§ **THE PROBLEM**:
Your response should contain every line from the data below that holds the string "notice".

§ **TASK DATA**:
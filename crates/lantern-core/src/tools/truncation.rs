//! Output truncation for shell command results
//!
//! Dual-limit tail truncation (lines + bytes).

/// Result of a truncation operation
pub struct TruncationResult {
    pub text: String,
    pub was_truncated: bool,
    pub lines_shown: usize,
    pub lines_total: usize,
}

impl TruncationResult {
    /// Format a truncation notice for appending to output
    pub fn notice(&self) -> Option<String> {
        if !self.was_truncated {
            return None;
        }
        Some(format!(
            "\n[Output truncated: showed last {} of {} lines]",
            self.lines_shown, self.lines_total,
        ))
    }
}

/// Tail-truncate: keep the last N lines/bytes.
pub fn truncate_tail(text: &str, max_lines: usize, max_bytes: usize) -> TruncationResult {
    let lines: Vec<&str> = text.lines().collect();
    let lines_total = lines.len();

    if lines_total <= max_lines && text.len() <= max_bytes {
        return TruncationResult {
            text: text.to_string(),
            was_truncated: false,
            lines_shown: lines_total,
            lines_total,
        };
    }

    let line_limited = if lines_total > max_lines {
        &lines[lines_total - max_lines..]
    } else {
        &lines[..]
    };

    let joined = line_limited.join("\n");
    let (text, lines_shown) = if joined.len() > max_bytes {
        let mut skip = joined.len() - max_bytes;
        while !joined.is_char_boundary(skip) {
            skip += 1;
        }
        // Align to the next line boundary
        let start = joined[skip..]
            .find('\n')
            .map(|pos| skip + pos + 1)
            .unwrap_or(skip);
        let trimmed = &joined[start..];
        (trimmed.to_string(), trimmed.lines().count())
    } else {
        let shown = line_limited.len();
        (joined, shown)
    };

    TruncationResult {
        text,
        was_truncated: true,
        lines_shown,
        lines_total,
    }
}

#[cfg(test)]
mod tests {
    use super::*;

    #[test]
    fn short_text_is_untouched() {
        let result = truncate_tail("a\nb", 10, 100);
        assert!(!result.was_truncated);
        assert_eq!(result.text, "a\nb");
        assert!(result.notice().is_none());
    }

    #[test]
    fn keeps_last_lines() {
        let text = (1..=10).map(|i| i.to_string()).collect::<Vec<_>>().join("\n");
        let result = truncate_tail(&text, 3, 1000);
        assert!(result.was_truncated);
        assert_eq!(result.text, "8\n9\n10");
        assert_eq!(result.lines_total, 10);
        assert!(result.notice().unwrap().contains("3 of 10"));
    }

    #[test]
    fn byte_limit_aligns_to_line_boundary() {
        let text = "aaaa\nbbbb\ncccc";
        let result = truncate_tail(text, 100, 7);
        assert!(result.was_truncated);
        assert_eq!(result.text, "cccc");
    }
}
use anyhow::{Context, Result};
use clap::Parser;
use sockpool::config::{Config, LoggingConfig};
use sockpool::PoolManager;
use std::path::PathBuf;
use std::sync::atomic::{AtomicUsize, Ordering};
use std::sync::Arc;
use std::time::Instant;
use tokio::io::{AsyncReadExt, AsyncWriteExt};
use tokio::net::TcpStream;
use tokio::runtime::Handle;
use tracing::{debug, info, warn};
use tracing_subscriber::{fmt, prelude::*, EnvFilter};

#[derive(Parser, Debug)]
#[command(name = "sockpool")]
#[command(about = "Exercise the socket pool against an HTTP server", long_about = None)]
#[command(version)]
struct Args {
    /// Configuration file path
    #[arg(short, long, value_name = "FILE")]
    config: Option<PathBuf>,

    /// HTTP server to send requests to (host:port)
    #[arg(short, long, default_value = "127.0.0.1:80")]
    target: String,

    /// Number of concurrent workers
    #[arg(short, long, default_value_t = 8)]
    workers: usize,

    /// Requests issued by each worker
    #[arg(short, long, default_value_t = 100)]
    requests: usize,

    /// Maximum idle sockets per destination (overrides config)
    #[arg(long)]
    max_connections_per_key: Option<usize>,

    /// Generate example configuration file
    #[arg(long, value_name = "FILE")]
    generate_config: Option<PathBuf>,

    /// Log level (trace, debug, info, warn, error; overrides config)
    #[arg(long)]
    log_level: Option<String>,
}

#[derive(Default)]
struct RunMetrics {
    reused: AtomicUsize,
    opened: AtomicUsize,
    failed: AtomicUsize,
}

#[tokio::main]
async fn main() -> Result<()> {
    let args = Args::parse();

    // Handle config generation
    if let Some(config_path) = args.generate_config {
        println!("Generating example configuration file: {:?}", config_path);
        Config::create_example(&config_path)?;
        println!("Example configuration file created successfully!");
        return Ok(());
    }

    let mut config = match &args.config {
        Some(path) => Config::from_file(path)
            .with_context(|| format!("loading configuration from {}", path.display()))?,
        None => Config::default(),
    };

    // Apply CLI overrides
    if let Some(level) = args.log_level.clone() {
        config.logging.level = level;
    }
    if let Some(max) = args.max_connections_per_key {
        config.pool.max_connections_per_key = max;
    }
    config.validate()?;

    init_logging(&config.logging)?;

    info!("sockpool v{} starting", env!("CARGO_PKG_VERSION"));
    info!(
        "Sending to {} with {} workers x {} requests (max {} idle per key, idle timeout {}s)",
        args.target,
        args.workers,
        args.requests,
        config.pool.max_connections_per_key,
        config.pool.idle_timeout_secs
    );

    // the runtime lives as long as the process, so the reaper can share it
    let pool = Arc::new(PoolManager::<TcpStream>::with_runtime(
        config.pool.clone(),
        &Handle::current(),
    ));
    let metrics = Arc::new(RunMetrics::default());
    let started = Instant::now();

    let mut tasks = Vec::with_capacity(args.workers);
    for worker in 0..args.workers {
        let pool = Arc::clone(&pool);
        let metrics = Arc::clone(&metrics);
        let target = args.target.clone();
        let requests = args.requests;

        tasks.push(tokio::spawn(async move {
            for _ in 0..requests {
                if let Err(e) = request_once(&pool, &target, &metrics).await {
                    debug!("Worker {} request failed: {}", worker, e);
                    metrics.failed.fetch_add(1, Ordering::Relaxed);
                }
            }
        }));
    }

    for task in tasks {
        if let Err(e) = task.await {
            warn!("Worker task panicked: {}", e);
        }
    }

    let elapsed = started.elapsed();
    let stats = pool.stats();

    println!("\n{}", "=".repeat(60));
    println!("Run duration:          {:.2}s", elapsed.as_secs_f64());
    println!("Connections reused:    {}", metrics.reused.load(Ordering::Relaxed));
    println!("Connections opened:    {}", metrics.opened.load(Ordering::Relaxed));
    println!("Failed requests:       {}", metrics.failed.load(Ordering::Relaxed));
    println!("Idle sockets pooled:   {}", stats.idle_sockets);
    println!("Destinations:          {}", stats.destinations);
    for (key, count) in pool.all_connection_counts(None) {
        println!("  {:<30} {}", key.to_string(), count);
    }
    println!("{}", "=".repeat(60));

    Ok(())
}

/// Send one keep-alive HEAD request, reusing a pooled socket when possible
async fn request_once(
    pool: &PoolManager<TcpStream>,
    target: &str,
    metrics: &RunMetrics,
) -> std::io::Result<()> {
    let mut stream = match pool.acquire(target, false) {
        Some(stream) => {
            metrics.reused.fetch_add(1, Ordering::Relaxed);
            stream
        }
        None => {
            metrics.opened.fetch_add(1, Ordering::Relaxed);
            TcpStream::connect(target).await?
        }
    };

    let request = format!(
        "HEAD / HTTP/1.1\r\nHost: {}\r\nConnection: keep-alive\r\n\r\n",
        target
    );
    stream.write_all(request.as_bytes()).await?;

    let mut response = Vec::with_capacity(512);
    let mut buf = [0u8; 512];
    loop {
        let n = stream.read(&mut buf).await?;
        if n == 0 {
            return Err(std::io::Error::new(
                std::io::ErrorKind::UnexpectedEof,
                "server closed the connection",
            ));
        }
        response.extend_from_slice(&buf[..n]);
        if response.windows(4).any(|w| w == b"\r\n\r\n") {
            break;
        }
    }

    pool.release(stream, target, false);
    Ok(())
}

fn init_logging(logging: &LoggingConfig) -> Result<()> {
    let env_filter = EnvFilter::try_new(&logging.level)
        .map_err(|e| sockpool::SockPoolError::Config(format!("Invalid log level: {}", e)))?;

    let registry = tracing_subscriber::registry().with(env_filter);
    if logging.format == "json" {
        registry.with(fmt::layer().json()).init();
    } else {
        registry.with(fmt::layer()).init();
    }

    Ok(())
}
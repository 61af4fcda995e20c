use std::fmt;

/// Partition of the pool: destination address plus whether the socket speaks TLS.
///
/// A plain and a TLS connection to the same address are never interchangeable,
/// so they live under different keys.
#[derive(Debug, Clone, PartialEq, Eq, Hash, PartialOrd, Ord)]
pub struct PoolKey {
    pub address: String,
    pub tls: bool,
}

impl PoolKey {
    pub fn new(address: impl Into<String>, tls: bool) -> Self {
        Self {
            address: address.into(),
            tls,
        }
    }
}

impl fmt::Display for PoolKey {
    fn fmt(&self, f: &mut fmt::Formatter<'_>) -> fmt::Result {
        if self.tls {
            write!(f, "{} (tls)", self.address)
        } else {
            write!(f, "{}", self.address)
        }
    }
}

§ **TASK ANSWER**:
    /// Format a truncation notice for appending to output
    pub fn notice(&self) -> Option<String> {
        assert!(result.notice().is_none());
        assert!(result.notice().unwrap().contains("3 of 10"));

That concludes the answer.